D’un point de vue de la production, l’explication du choix de 6 épisodes est simplement budgétaire. Avec une enveloppe budgétaire de 90 millions d’euros, la production ne pouvait matériellement pas aller au-delà de 6 épisodes lorsque certains épisodes monumentaux comme la bataille de Winterfell exigeaient un budget compris entre 15 et 20 millions d’euros. En un sens, le choix de la qualité a primé sur la quantité. Et fort logiquement, une saison de 6 épisodes connait une dynamique et un rythme bien différent d’une saison de 10 épisodes.
D’un point de vue scénaristique, si HBO souhaitait une ou deux saisons supplémentaires, les showrunners ont choisi de clore une saga en une seule et dernière saison 8 de 6 épisodes. Sans évoquer les lassitudes, la pression ou l’envie de renouveau de Benioff et Weiss, il est sans nul doute devenu bien difficile de continuer à maintenir une qualité d’écriture à la hauteur des attentes des fans après quasiment 3 saisons sans l’appui des livres de G.R.R. Martin.
Chose loin d’être surprenante, le dernier épisode de la saga s’éloigne de l’ambiance blockbuster " grand spectacle " pour revenir dans une atmosphère sobre et non épique des premiers instants de la série. D’aucuns auraient d’ailleurs pu remarquer que cette dernière heure et demie s’inspire de l’épilogue du Seigneur des Anneaux – le Retour du Roi.
Dénuées de mise en scène grandiloquente et pompeuse, l’épisode enchaine sur les longs dialogues en face à face et plans fixes, comme pour mieux mettre en valeur le fond plutôt que la forme.
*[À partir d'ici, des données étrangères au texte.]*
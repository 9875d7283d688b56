//! Information about a client

use std::collections::HashMap;

use anyhow::anyhow;
#[cfg(any(test, feature = "test-utils"))]
use proptest_derive::Arbitrary;
use serde::{Deserialize, Serialize};

use crate::{
    api::{auth::Scope, user::UserPk},
    ed25519,
    serde_helpers::{
        base64_or_bytes,
        optopt::{self, none},
    },
    time::TimestampMs,
};

/// All revocable clients which have ever been created.
///
/// This struct must be persisted in a rollback-resistant data store.
// We don't *really* need to persist revoked clients but might as well keep them
// around for historical reference. We can prune them later if needed.
#[derive(Clone, Debug, Default, Serialize, Deserialize)]
pub struct RevocableClients {
    pub clients: HashMap<ed25519::PublicKey, RevocableClient>,
}

impl RevocableClients {
    /// A user shouldn't need more than 100 clients.
    pub const MAX_LEN: usize = 100;

    /// An iterator over all clients which are valid right now.
    pub fn iter_valid(
        &self,
    ) -> impl Iterator<Item = (&ed25519::PublicKey, &RevocableClient)> {
        self.iter_valid_at(TimestampMs::now())
    }

    /// An iterator over all clients which are valid at the given time.
    pub fn iter_valid_at(
        &self,
        now: TimestampMs,
    ) -> impl Iterator<Item = (&ed25519::PublicKey, &RevocableClient)> {
        self.clients
            .iter()
            .filter(|(_k, v)| !v.is_revoked)
            .filter(move |(_k, v)| !v.is_expired_at(now))
    }
}

/// Information about a revocable client.
/// Each client is issued a `RevocableClientCert` whose pubkey is saved here.
#[derive(Clone, Debug, PartialEq, Serialize, Deserialize)]
#[cfg_attr(any(test, feature = "test-utils"), derive(Arbitrary))]
pub struct RevocableClient {
    /// The client's cert pubkey.
    // TODO(max): In the future, bearer auth tokens could be issued to this pk.
    pub pubkey: ed25519::PublicKey,
    /// When we first issued the client cert and created this client.
    pub created_at: TimestampMs,
    /// The time after which the server will no longer accept this client.
    /// [`None`] indicates that the client will never expire (use carefully!).
    /// This expiration time can be extended at any time.
    pub expires_at: Option<TimestampMs>,
    /// Optional user-provided label for this client.
    #[cfg_attr(
        any(test, feature = "test-utils"),
        proptest(strategy = "arb::any_label()")
    )]
    pub label: Option<String>,
    /// The authorization scopes allowed for this client.
    // TODO(max): This scope is currently ineffective.
    pub scope: Scope,
    /// Whether this client has been revoked. Revocation is permanent.
    pub is_revoked: bool,
    // TODO(phlip9): add "pausing" a client's access temporarily?
}

impl RevocableClient {
    /// Limit label length to 64 bytes
    pub const MAX_LABEL_LEN: usize = 64;

    /// Whether the client is valid at a given time (not revoked, not expired).
    #[must_use]
    pub fn is_valid_at(&self, now: TimestampMs) -> bool {
        !self.is_revoked && !self.is_expired_at(now)
    }

    /// Whether the client is expired at the given time.
    #[must_use]
    pub fn is_expired_at(&self, now: TimestampMs) -> bool {
        if let Some(expiration) = self.expires_at
            && now > expiration
        {
            return true;
        }

        false
    }
}

/// A request to list all revocable clients.
#[derive(Clone, Debug, Serialize, Deserialize)]
#[cfg_attr(any(test, feature = "test-utils"), derive(Eq, PartialEq, Arbitrary))]
pub struct GetRevocableClients {
    /// Whether to return only clients which are currently valid.
    pub valid_only: bool,
}

/// A request to create a new revocable client.
#[derive(Clone, Debug, Serialize, Deserialize)]
pub struct CreateRevocableClientRequest {
    /// The expiration after which the node should reject this client.
    /// [`None`] indicates that the client will never expire (use carefully!).
    pub expires_at: Option<TimestampMs>,
    /// Optional user-provided label for this client.
    pub label: Option<String>,
    /// The authorization scopes allowed for this client.
    pub scope: Scope,
}

/// The response to [`CreateRevocableClientRequest`].
#[derive(Clone, Debug, Serialize, Deserialize)]
pub struct CreateRevocableClientResponse {
    /// The user public key associated with these credentials.
    /// Always `Some` since `node-v0.8.11`.
    #[serde(skip_serializing_if = "Option::is_none")]
    pub user_pk: Option<UserPk>,

    /// The client cert pubkey.
    pub pubkey: ed25519::PublicKey,
    /// When this client was created.
    pub created_at: TimestampMs,

    /// The DER-encoded ephemeral issuing CA cert that the client should trust.
    ///
    /// This is just packaged alongside the rest for convenience.
    // NOTE: This client cert goes *last* in the cert chain given to rustls.
    #[serde(with = "base64_or_bytes")]
    pub eph_ca_cert_der: Vec<u8>,

    /// The DER-encoded client cert to present when connecting to the node.
    // NOTE: This client cert goes *first* in the cert chain given to rustls.
    #[serde(with = "base64_or_bytes")]
    pub rev_client_cert_der: Vec<u8>,

    /// The DER-encoded client cert key.
    #[serde(with = "base64_or_bytes")]
    pub rev_client_cert_key_der: Vec<u8>,
}

/// A request to update a single [`RevocableClient`].
///
/// All fields except `pubkey` are optional. If a field is `None`, it will not
/// be updated. For example:
///
/// * `expires_at: None` -> don't change
/// * `expires_at: Some(None)` -> set to never expire
/// * `expires_at: Some(TimestampMs(..))` -> set to expire at that time
#[derive(Serialize, Deserialize)]
#[cfg_attr(test, derive(Debug, Eq, PartialEq, Arbitrary))]
pub struct UpdateClientRequest {
    /// The pubkey of the client to update.
    pub pubkey: ed25519::PublicKey,

    /// Set this client's expiration (`Some(None)` means never expire).
    #[serde(default, skip_serializing_if = "none", with = "optopt")]
    pub expires_at: Option<Option<TimestampMs>>,

    /// Set this client's label.
    #[serde(default, skip_serializing_if = "none", with = "optopt")]
    #[cfg_attr(test, proptest(strategy = "arb::any_label_update()"))]
    pub label: Option<Option<String>>,

    /// Set the authorization scopes allowed for this client.
    #[serde(skip_serializing_if = "none")]
    pub scope: Option<Scope>,

    /// Set this to revoke or unrevoke the client. Revocation is permanent, so
    /// you cannot unrevoke a client once it is revoked.
    #[serde(skip_serializing_if = "none")]
    pub is_revoked: Option<bool>,
}

/// The updated [`RevocableClient`] after a successful update.
#[derive(Serialize, Deserialize)]
pub struct UpdateClientResponse {
    pub client: RevocableClient,
}

impl RevocableClient {
    /// Apply an update to this client, returning a copy with updates applied.
    pub fn update(&self, req: UpdateClientRequest) -> anyhow::Result<Self> {
        let UpdateClientRequest {
            pubkey: req_pubkey,
            expires_at: req_expires_at,
            label: req_label,
            scope: req_scope,
            is_revoked: req_is_revoked,
        } = req;

        let mut out = self.clone();

        if self.pubkey != req_pubkey {
            debug_assert!(false);
            return Err(anyhow!("Cannot update a different client"));
        }

        if let Some(expires_at) = req_expires_at {
            // TODO(max): Maybe need some validation here
            out.expires_at = expires_at;
        }

        if let Some(maybe_label) = req_label {
            if let Some(label) = &maybe_label
                && label.len() > Self::MAX_LABEL_LEN
            {
                return Err(anyhow!(
                    "Label must not be longer than {} bytes",
                    Self::MAX_LABEL_LEN,
                ));
            }
            out.label = maybe_label;
        }

        if let Some(scope) = req_scope {
            // TODO(max): Need some validation here; can't request broader
            // scope, only some clients can call, etc.
            out.scope = scope;
        }

        if let Some(revoke) = req_is_revoked {
            if self.is_revoked && !revoke {
                return Err(anyhow!("Cannot unrevoke a client"));
            }
            out.is_revoked = revoke;
        }

        Ok(out)
    }
}

#[cfg(any(test, feature = "test-utils"))]
mod arb {
    use std::ops::RangeInclusive;

    use proptest::{collection::vec, option, strategy::Strategy};

    use super::*;
    use crate::test_utils::arbitrary;

    pub fn any_label() -> impl Strategy<Value = Option<String>> {
        static RANGES: &[RangeInclusive<char>] =
            &['0'..='9', 'A'..='Z', 'a'..='z'];
        let any_alphanum_char = proptest::char::ranges(RANGES.into());
        option::of(
            vec(any_alphanum_char, 0..=RevocableClient::MAX_LABEL_LEN)
                .prop_map(String::from_iter),
        )
    }

    #[allow(dead_code)]
    pub fn any_label_update() -> impl Strategy<Value = Option<Option<String>>> {
        option::of(arbitrary::any_option_simple_string())
    }
}

#[cfg(test)]
mod test {
    use super::*;
    use crate::{root_seed::RootSeed, test_utils::roundtrip};

    #[test]
    fn rev_client_ser_basic() {
        let client1 = RevocableClient {
            pubkey: *RootSeed::from_u64(1).derive_user_key_pair().public_key(),
            created_at: TimestampMs::from_secs_u32(69),
            expires_at: Some(TimestampMs::from_secs_u32(420)),
            label: Some("deez".to_string()),
            scope: Scope::All,
            is_revoked: false,
        };
        let client_json = serde_json::to_string_pretty(&client1).unwrap();
        // println!("{client_json}");
        let client_json_snapshot = r#"{
  "pubkey": "aa8e3e1a9bffdb073507f23474100619fdd4e392ef0ff1e89348252f287a06fc",
  "created_at": 69000,
  "expires_at": 420000,
  "label": "deez",
  "scope": "All",
  "is_revoked": false
}"#;
        assert_eq!(client_json, client_json_snapshot);

        let client2 =
            serde_json::from_str::<RevocableClient>(&client_json).unwrap();
        assert_eq!(client1, client2);
    }

    #[test]
    fn test_update_request_serde() {
        roundtrip::json_string_roundtrip_proptest::<UpdateClientRequest>();
    }

    #[test]
    fn test_get_revocable_clients_serde() {
        roundtrip::query_string_roundtrip_proptest::<GetRevocableClients>();
    }
}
En substance, David Benioff et D.B. Weiss résolvent la partie du jeu des trônes au moyen d’une dernière leçon de moral et une leçon de politique.
Du point de vue de la moral, l’épisode se remémore le Mestre Aemon qui indiquait que la véritable valeur d’un homme se découvrait lorsqu’il était confronté à un conflit de devoirs. Le dialogue entre le Mestre et Jon Snow dans l’épisode 9 Baelor de la saison 1 vient résumer la seule réponse valable pour mettre fin à l’antagonisme principal de la saga.
Aemon : Si un jour ton père (Ned Stark) était obligé de choisir entre l’honneur et ceux qu’il aime, que ferait-il ?
Jon : Il ferait ce qui est juste. Quel qu’en soit le prix.
Le tyrannicide étant présenté comme le choix juste et nécessaire, Game of Thrones, en tant que série politique, reprend l’idée très classique selon laquelle l’émergence d’un tyran rend nécessaire l’existence d’un Brutus. Cette approche qui offre une certaine noblesse au titre de Kingslayer, revêt une tournure plus amère dans Game of Thrones. En effet, l’épisode donne à voir le drame très shakespearien d’un homme condamné à trahir sans cesse l’amour au profit de l’honneur et du devoir.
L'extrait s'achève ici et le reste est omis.